Researchers from European cybersecurity vendor ESET have found previously undocumented custom backdoors and tools used by a relatively new APT group called Polonium.
First discovered in June 2022 by the Microsoft Threat Intelligence Center (MSTIC), Polonium is a highly sophisticated, currently active hacking group, which appears to be exclusively targeting Israeli organizations for cyber-espionage purposes – they have not so far deployed sabotage tools such as ransomware or wipers.
Microsoft researchers have linked Polonium to Lebanon and assessed the group has ties with Iran's Ministry of Intelligence and Security (MOIS).

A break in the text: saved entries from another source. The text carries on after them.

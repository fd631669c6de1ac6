// src/services/maintenance_service.rs

use sqlx::PgPool;
use uuid::Uuid;

use crate::{
    common::error::AppError,
    db::{MaintenanceRepository, StaffRepository, TenantRepository},
    models::maintenance::{MaintenanceTicket, StatusHistoryEntry, TicketStatus},
    services::notify::LineNotifier,
};

fn status_label(status: TicketStatus) -> &'static str {
    match status {
        TicketStatus::Pending => "Pendente",
        TicketStatus::InProgress => "Em andamento",
        TicketStatus::Completed => "Concluído",
        TicketStatus::Cancelled => "Cancelado",
    }
}

#[derive(Clone)]
pub struct MaintenanceService {
    repo: MaintenanceRepository,
    tenant_repo: TenantRepository,
    staff_repo: StaffRepository,
    notifier: LineNotifier,
    pool: PgPool,
}

impl MaintenanceService {
    pub fn new(
        repo: MaintenanceRepository,
        tenant_repo: TenantRepository,
        staff_repo: StaffRepository,
        notifier: LineNotifier,
        pool: PgPool,
    ) -> Self {
        Self {
            repo,
            tenant_repo,
            staff_repo,
            notifier,
            pool,
        }
    }

    // Abre o chamado já com a primeira entrada do histórico (Pendente),
    // na mesma transação.
    pub async fn create_ticket(
        &self,
        landlord_id: Uuid,
        tenant_id: Uuid,
        title: &str,
        description: &str,
        actor_name: &str,
        actor_role: &str,
    ) -> Result<MaintenanceTicket, AppError> {
        let tenant = self
            .tenant_repo
            .find_tenant(landlord_id, tenant_id)
            .await?
            .ok_or(AppError::TenantNotFound)?;

        let mut tx = self.pool.begin().await?;

        let ticket = self
            .repo
            .create_ticket(
                &mut *tx,
                landlord_id,
                tenant.room_id,
                tenant_id,
                title,
                description,
            )
            .await?;

        self.repo
            .append_history(
                &mut *tx,
                ticket.id,
                TicketStatus::Pending,
                actor_name,
                actor_role,
                None,
            )
            .await?;

        tx.commit().await?;
        Ok(ticket)
    }

    // Qualquer status pode suceder qualquer outro. O contrato é: cada
    // atualização grava exatamente UMA entrada de histórico, na mesma
    // transação da troca de status.
    pub async fn update_status(
        &self,
        landlord_id: Uuid,
        ticket_id: Uuid,
        new_status: TicketStatus,
        actor_name: &str,
        actor_role: &str,
        comment: Option<&str>,
    ) -> Result<MaintenanceTicket, AppError> {
        let mut tx = self.pool.begin().await?;

        let ticket = self
            .repo
            .update_status(&mut *tx, landlord_id, ticket_id, new_status)
            .await?;

        self.repo
            .append_history(
                &mut *tx,
                ticket.id,
                new_status,
                actor_name,
                actor_role,
                comment,
            )
            .await?;

        tx.commit().await?;

        // Notificação melhor-esforço DEPOIS do commit: a mutação nunca
        // falha por causa do canal de mensagens.
        if let Ok(Some(tenant)) = self.tenant_repo.find_tenant(landlord_id, ticket.tenant_id).await
        {
            if let Some(line_user_id) = tenant.line_user_id.as_deref() {
                let text = format!(
                    "Seu chamado \"{}\" mudou para: {}",
                    ticket.title,
                    status_label(new_status)
                );
                self.notifier.push_text(line_user_id, &text).await;
            }
        }

        Ok(ticket)
    }

    // A atribuição não muda o status, mas entra no histórico do chamado.
    pub async fn assign_staff(
        &self,
        landlord_id: Uuid,
        ticket_id: Uuid,
        staff_id: Uuid,
        actor_name: &str,
        actor_role: &str,
    ) -> Result<MaintenanceTicket, AppError> {
        let staff = self
            .staff_repo
            .find_staff(landlord_id, staff_id)
            .await?
            .ok_or(AppError::StaffNotFound)?;

        let mut tx = self.pool.begin().await?;

        let ticket = self
            .repo
            .assign_staff(&mut *tx, landlord_id, ticket_id, staff_id)
            .await?;

        let comment = format!("Atribuído a {}", staff.name);
        self.repo
            .append_history(
                &mut *tx,
                ticket.id,
                ticket.current_status,
                actor_name,
                actor_role,
                Some(&comment),
            )
            .await?;

        tx.commit().await?;
        Ok(ticket)
    }

    pub async fn get_ticket(
        &self,
        landlord_id: Uuid,
        id: Uuid,
    ) -> Result<MaintenanceTicket, AppError> {
        self.repo
            .find_ticket(landlord_id, id)
            .await?
            .ok_or(AppError::TicketNotFound)
    }

    pub async fn list_tickets(
        &self,
        landlord_id: Uuid,
        status: Option<TicketStatus>,
    ) -> Result<Vec<MaintenanceTicket>, AppError> {
        self.repo.list_tickets(landlord_id, status).await
    }

    pub async fn list_by_room(
        &self,
        landlord_id: Uuid,
        room_id: Uuid,
    ) -> Result<Vec<MaintenanceTicket>, AppError> {
        self.repo.list_by_room(landlord_id, room_id).await
    }

    pub async fn list_by_tenant(
        &self,
        landlord_id: Uuid,
        tenant_id: Uuid,
    ) -> Result<Vec<MaintenanceTicket>, AppError> {
        self.repo.list_by_tenant(landlord_id, tenant_id).await
    }

    pub async fn list_history(
        &self,
        landlord_id: Uuid,
        ticket_id: Uuid,
    ) -> Result<Vec<StatusHistoryEntry>, AppError> {
        self.get_ticket(landlord_id, ticket_id).await?;
        self.repo.list_history(landlord_id, ticket_id).await
    }
}

#[cfg(test)]
mod tests {
    use super::*;
    use crate::testutil;
    use sqlx::PgPool;

    #[sqlx::test]
    async fn cada_atualizacao_grava_exatamente_uma_entrada_de_historico(pool: PgPool) {
        let locador = testutil::seed_landlord(&pool).await;
        let predio = testutil::seed_building(&pool, locador, "GA").await;
        let andar = testutil::seed_floor(&pool, locador, predio, 1).await;
        let quarto = testutil::seed_room(&pool, locador, predio, andar, "GA101").await;
        let inquilino = testutil::seed_checked_in_tenant(&pool, locador, quarto, None).await;

        let service = testutil::maintenance_service(&pool);
        let ticket = service
            .create_ticket(
                locador,
                inquilino.id,
                "Chuveiro pingando",
                "Pinga a noite toda.",
                "dono@example.com",
                "landlord",
            )
            .await
            .unwrap();

        let history = service.list_history(locador, ticket.id).await.unwrap();
        assert_eq!(history.len(), 1);
        assert_eq!(history[0].status, TicketStatus::Pending);

        let ticket = service
            .update_status(
                locador,
                ticket.id,
                TicketStatus::InProgress,
                "dono@example.com",
                "landlord",
                Some("Encanador a caminho."),
            )
            .await
            .unwrap();
        let history = service.list_history(locador, ticket.id).await.unwrap();
        assert_eq!(history.len(), 2);
        assert_eq!(history.last().unwrap().status, ticket.current_status);

        // Reabrir um chamado concluído também é uma transição válida.
        let ticket = service
            .update_status(
                locador,
                ticket.id,
                TicketStatus::Completed,
                "dono@example.com",
                "landlord",
                None,
            )
            .await
            .unwrap();
        let ticket = service
            .update_status(
                locador,
                ticket.id,
                TicketStatus::Pending,
                "dono@example.com",
                "landlord",
                Some("Voltou a pingar."),
            )
            .await
            .unwrap();
        let history = service.list_history(locador, ticket.id).await.unwrap();
        assert_eq!(history.len(), 4);
        assert_eq!(history.last().unwrap().status, ticket.current_status);
    }

    #[sqlx::test]
    async fn atribuicao_de_funcionario_entra_no_historico(pool: PgPool) {
        let locador = testutil::seed_landlord(&pool).await;
        let predio = testutil::seed_building(&pool, locador, "GA").await;
        let andar = testutil::seed_floor(&pool, locador, predio, 1).await;
        let quarto = testutil::seed_room(&pool, locador, predio, andar, "GA101").await;
        let inquilino = testutil::seed_checked_in_tenant(&pool, locador, quarto, None).await;

        let staff_id = sqlx::query_scalar::<_, uuid::Uuid>(
            r#"
            INSERT INTO staff (landlord_id, name, role)
            VALUES ($1, 'Carlos', 'encanador')
            RETURNING id
            "#,
        )
        .bind(locador)
        .fetch_one(&pool)
        .await
        .unwrap();

        let service = testutil::maintenance_service(&pool);
        let ticket = service
            .create_ticket(
                locador,
                inquilino.id,
                "Tomada solta",
                "Na parede da cozinha.",
                "dono@example.com",
                "landlord",
            )
            .await
            .unwrap();

        let ticket = service
            .assign_staff(locador, ticket.id, staff_id, "dono@example.com", "landlord")
            .await
            .unwrap();
        assert_eq!(ticket.staff_id, Some(staff_id));

        let history = service.list_history(locador, ticket.id).await.unwrap();
        assert_eq!(history.len(), 2);
        assert_eq!(history.last().unwrap().comment.as_deref(), Some("Atribuído a Carlos"));
    }
}
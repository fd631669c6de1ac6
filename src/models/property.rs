// src/models/property.rs

use chrono::{DateTime, Utc};
use rust_decimal::Decimal;
use serde::{Deserialize, Serialize};
use sqlx::FromRow;
use uuid::Uuid;

// --- Enums (Mapeando o Postgres) ---

#[derive(Debug, Clone, Copy, PartialEq, Eq, Serialize, Deserialize, sqlx::Type)]
#[sqlx(type_name = "room_status", rename_all = "SCREAMING_SNAKE_CASE")]
#[serde(rename_all = "SCREAMING_SNAKE_CASE")]
pub enum RoomStatus {
    Available,
    Occupied,
}

// --- Structs ---

#[derive(Debug, Clone, Serialize, FromRow)]
#[serde(rename_all = "camelCase")]
pub struct Building {
    pub id: Uuid,

    #[serde(skip_serializing)]
    pub landlord_id: Uuid,

    pub name: String,

    // Tarifas por unidade consumida, usadas na derivação das cobranças.
    pub electricity_rate: Decimal,
    pub water_rate: Decimal,

    pub created_at: DateTime<Utc>,
}

#[derive(Debug, Clone, Serialize, FromRow)]
#[serde(rename_all = "camelCase")]
pub struct Floor {
    pub id: Uuid,

    #[serde(skip_serializing)]
    pub landlord_id: Uuid,

    pub building_id: Uuid,
    pub floor_number: i32,
}

#[derive(Debug, Clone, Serialize, FromRow)]
#[serde(rename_all = "camelCase")]
pub struct Room {
    pub id: Uuid,

    #[serde(skip_serializing)]
    pub landlord_id: Uuid,

    pub building_id: Uuid,
    pub floor_id: Uuid,

    pub room_number: String,
    pub status: RoomStatus,
    pub price: Decimal,

    // Inquilino atual. O CHECK do banco garante a consistência com `status`.
    pub tenant_id: Option<Uuid>,

    pub created_at: DateTime<Utc>,
}

// Resultado de uma renumeração de quartos após renomear o prédio.
#[derive(Debug, Serialize)]
#[serde(rename_all = "camelCase")]
pub struct RenumberOutcome {
    pub building: Building,
    pub renumbered: i64,
    // Quartos cujo número não termina em dígitos e por isso ficou como estava.
    pub skipped: Vec<String>,
}
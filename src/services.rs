pub mod auth;
pub use auth::AuthService;
pub mod billing_service;
pub use billing_service::BillingService;
pub mod dashboard_service;
pub use dashboard_service::DashboardService;
pub mod maintenance_service;
pub use maintenance_service::MaintenanceService;
pub mod notify;
pub use notify::LineNotifier;
pub mod property_service;
pub use property_service::PropertyService;
pub mod schedule_service;
pub use schedule_service::ScheduleService;
pub mod tenancy_service;
pub use tenancy_service::TenancyService;
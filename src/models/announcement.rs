// src/models/announcement.rs

use chrono::{DateTime, Utc};
use serde::Serialize;
use sqlx::FromRow;
use uuid::Uuid;

#[derive(Debug, Clone, Serialize, FromRow)]
#[serde(rename_all = "camelCase")]
pub struct Announcement {
    pub id: Uuid,

    #[serde(skip_serializing)]
    pub landlord_id: Uuid,

    // None = aviso para todos os prédios do locador.
    pub building_id: Option<Uuid>,

    pub title: String,
    pub body: String,
    pub published_at: DateTime<Utc>,
}
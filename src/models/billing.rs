// src/models/billing.rs

use chrono::{DateTime, NaiveDate, Utc};
use rust_decimal::Decimal;
use serde::{Deserialize, Serialize};
use sqlx::FromRow;
use uuid::Uuid;

#[derive(Debug, Clone, Copy, PartialEq, Eq, Serialize, Deserialize, sqlx::Type)]
#[sqlx(type_name = "bill_status", rename_all = "SCREAMING_SNAKE_CASE")]
#[serde(rename_all = "SCREAMING_SNAKE_CASE")]
pub enum BillStatus {
    Unpaid,
    Paid,
}

#[derive(Debug, Clone, Serialize, FromRow)]
#[serde(rename_all = "camelCase")]
pub struct Bill {
    pub id: Uuid,

    #[serde(skip_serializing)]
    pub landlord_id: Uuid,

    pub room_id: Uuid,
    pub tenant_id: Uuid,

    // Sempre "YYYY-MM". O banco também valida o formato.
    pub bill_month: String,

    pub rent_amount: Decimal,
    pub electricity_amount: Decimal,
    pub water_amount: Decimal,
    pub other_amount: Decimal,
    pub total_amount: Decimal,

    pub status: BillStatus,
    pub paid_at: Option<DateTime<Utc>>,

    pub created_at: DateTime<Utc>,
}

// Leituras de medidor de um quarto num mês, com os valores derivados.
// Os campos derivados são SEMPRE recalculados quando as leituras mudam.
#[derive(Debug, Clone, Serialize, FromRow)]
#[serde(rename_all = "camelCase")]
pub struct UtilityUsage {
    pub id: Uuid,

    #[serde(skip_serializing)]
    pub landlord_id: Uuid,

    pub room_id: Uuid,
    pub usage_month: String,

    pub electricity_previous: Decimal,
    pub electricity_current: Decimal,
    pub water_previous: Decimal,
    pub water_current: Decimal,

    // Derivados: units = atual - anterior, charge = units * tarifa.
    pub electricity_units: Decimal,
    pub electricity_charge: Decimal,
    pub water_units: Decimal,
    pub water_charge: Decimal,
    pub total_charge: Decimal,

    pub created_at: DateTime<Utc>,
    pub updated_at: DateTime<Utc>,
}

// Projeção usada pela geração de faturas pendentes: quartos ocupados que
// ainda não têm fatura no mês.
#[derive(Debug, Clone, FromRow)]
pub struct RoomBillingInfo {
    pub room_id: Uuid,
    pub tenant_id: Uuid,
    pub price: Decimal,
}

#[derive(Debug, Clone, Serialize, FromRow)]
#[serde(rename_all = "camelCase")]
pub struct Expense {
    pub id: Uuid,

    #[serde(skip_serializing)]
    pub landlord_id: Uuid,

    pub description: String,
    pub category: String,
    pub amount: Decimal,
    pub spent_on: NaiveDate,

    pub created_at: DateTime<Utc>,
}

ESET’s findings, presented at the Virus Bulletin 2022 conference in late September and published on October 11, 2022, show that Polonium has targeted more than a dozen organizations since at least September 2021. Their victims include companies in engineering, information technology, law, communications, branding and marketing, media, insurance and social services. The group’s most recent actions were observed in September 2022.
Polonium has developed custom tools for taking screenshots, logging keystrokes, spying via webcam, opening reverse shells, exfiltrating files and more. Their toolset consists of various open-source tools, both custom and off-the-shelf, as well as seven custom backdoors:
- CreepyDrive, which abuses OneDrive and Dropbox cloud services for command & control (C&C)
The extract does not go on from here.